Furman, an Obama appointee, said Ross violated a statute that requires him to collect data through the acquisition and use of “administrative records” instead of through “direct inquiries” on a survey such as the census.
Ross announced in March that he was granting a request from the Justice Department to reinstate the citizenship question on the decennial population count to help the agency better enforce the Voting Rights Act.
The decision led to a flurry of lawsuits across the country.
In his 277-page ruling, Furman called Ross’s violations of the Administrative Procedures Act (APA) “egregious.”

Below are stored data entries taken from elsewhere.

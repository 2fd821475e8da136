use std::error::Error;

use crate::{catalog::ErrorCatalog, envelope::ChainLink, failure::Failure};

/// Causes deeper than this are dropped from the chain.
pub const MAX_CHAIN_LINKS: usize = 32;

const UUID_LEN: usize = 36;

/// First version-4 UUID embedded in `message`, if any.
pub fn find_correlation_id(message: &str) -> Option<&str> {
    let bytes = message.as_bytes();
    if bytes.len() < UUID_LEN {
        return None;
    }

    (0..=bytes.len() - UUID_LEN)
        .find(|&start| is_v4_uuid(&bytes[start..start + UUID_LEN]))
        .map(|start| &message[start..start + UUID_LEN])
}

// 8-4-4-4-12 hex groups, version nibble 4, variant nibble 8..=b.
fn is_v4_uuid(s: &[u8]) -> bool {
    if s.len() != UUID_LEN {
        return false;
    }
    for (i, &b) in s.iter().enumerate() {
        let ok = match i {
            8 | 13 | 18 | 23 => b == b'-',
            14 => b == b'4',
            19 => matches!(b, b'8' | b'9' | b'a' | b'b' | b'A' | b'B'),
            _ => matches!(b, b'0'..=b'9' | b'a'..=b'f'),
        };
        if !ok {
            return false;
        }
    }
    true
}

/// Message for one error in a chain. A [`Failure`] is rendered through
/// `catalog`, anything else through its `Display`.
pub fn describe_error(err: &(dyn Error + 'static), catalog: &ErrorCatalog) -> String {
    match err.downcast_ref::<Failure>() {
        Some(failure) => catalog.describe(failure.kind(), failure.args()),
        None => err.to_string(),
    }
}

/// Links for `cause` and every error beneath it, outermost first.
///
/// A [`Failure`] in the chain contributes its own exception id as the
/// link's correlation id; any other error is scanned for an embedded id.
pub fn exception_chain(cause: &(dyn Error + 'static), catalog: &ErrorCatalog) -> Vec<ChainLink> {
    let mut links = Vec::new();
    let mut next = Some(cause);

    while let Some(err) = next {
        if links.len() == MAX_CHAIN_LINKS {
            break;
        }

        let message = describe_error(err, catalog);
        let correlation_id = match err.downcast_ref::<Failure>() {
            Some(failure) => Some(failure.exception_id().to_string()),
            None => find_correlation_id(&message).map(str::to_owned),
        };
        links.push(ChainLink {
            correlation_id,
            message,
        });

        next = err.source();
    }

    links
}

/// Display text of every error from `err` down, joined for log output.
pub fn describe_chain(err: &(dyn Error + 'static), catalog: &ErrorCatalog) -> String {
    let mut out = describe_error(err, catalog);
    let mut next = err.source();
    let mut depth = 1;
    while let Some(e) = next {
        if depth == MAX_CHAIN_LINKS {
            out.push_str(": ...");
            break;
        }
        out.push_str(": ");
        out.push_str(&describe_error(e, catalog));
        next = e.source();
        depth += 1;
    }
    out
}

#[cfg(test)]
#[path = "chain_tests.rs"]
mod tests;
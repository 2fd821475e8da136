use super::*;

fn values<'a>(params: &'a Params, name: &str) -> Vec<&'a str> {
    params
        .get(name)
        .map(|v| v.iter().map(String::as_str).collect())
        .unwrap_or_default()
}

#[test]
fn decodes_percent_escapes_and_plus() {
    let cases: &[(&str, &str)] = &[
        ("plain", "plain"),
        ("a+b", "a b"),
        ("%2Ftmp%2Fx", "/tmp/x"),
        ("%2ftmp", "/tmp"),
        ("caf%C3%A9", "café"),
        ("100%", "100%"),
        ("%zz", "%zz"),
        ("%4", "%4"),
        ("%00", "\0"),
        ("%FF", "\u{FFFD}"),
        ("", ""),
    ];

    for (raw, expected) in cases {
        assert_eq!(decode_component(raw), *expected, "decode {raw:?}");
    }
}

#[test]
fn splits_path_and_repeated_params() {
    let (path, params) = split_target("/filemetadata/list?path=%2Fsrv&depth=2&path=/b");

    assert_eq!(path, "/filemetadata/list");
    assert_eq!(values(&params, "path"), ["/srv", "/b"]);
    assert_eq!(values(&params, "depth"), ["2"]);
}

#[test]
fn target_without_query_has_no_params() {
    let (path, params) = split_target("/healthz");
    assert_eq!(path, "/healthz");
    assert!(params.is_empty());

    let (path, params) = split_target("/healthz?");
    assert_eq!(path, "/healthz");
    assert!(params.is_empty());
}

#[test]
fn bare_names_and_empty_values() {
    let (_, params) = split_target("/x?path&depth=&&flag=a=b#frag");
    assert_eq!(values(&params, "path"), [""]);
    assert_eq!(values(&params, "depth"), [""]);
    assert_eq!(values(&params, "flag"), ["a=b"]);
    assert_eq!(params.len(), 3);
}

#[test]
fn plus_in_path_segment_is_literal() {
    let (path, _) = split_target("/a+b%20c?x=1");
    assert_eq!(path, "/a+b c");
}

#[test]
fn json_output_respects_compact_flag() {
    let value = serde_json::json!({ "a": 1, "b": [true] });

    let compact = to_json(&value, true).unwrap();
    assert_eq!(compact, br#"{"a":1,"b":[true]}"#);

    let pretty = String::from_utf8(to_json(&value, false).unwrap()).unwrap();
    assert!(pretty.contains('\n'));

    let mut buf = Vec::new();
    write_json(&mut buf, &value, true).unwrap();
    assert_eq!(buf.last(), Some(&b'\n'));
}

“He failed to consider several important aspects of the problem; alternately ignored, cherry-picked, or badly misconstrued the evidence in the record before him; acted irrationally both in light of that evidence and his own stated decisional criteria; and failed to justify significant departures from past policies and practices — a veritable smorgasbord of classic, clear-cut APA violations,” he wrote.
Furman said he was unable to find that Ross’s decision to add the question was a pretext for impermissible discrimination, as the challengers had argued. The judge said that was due, in part, to the Supreme Court’s decision to temporarily block a court order…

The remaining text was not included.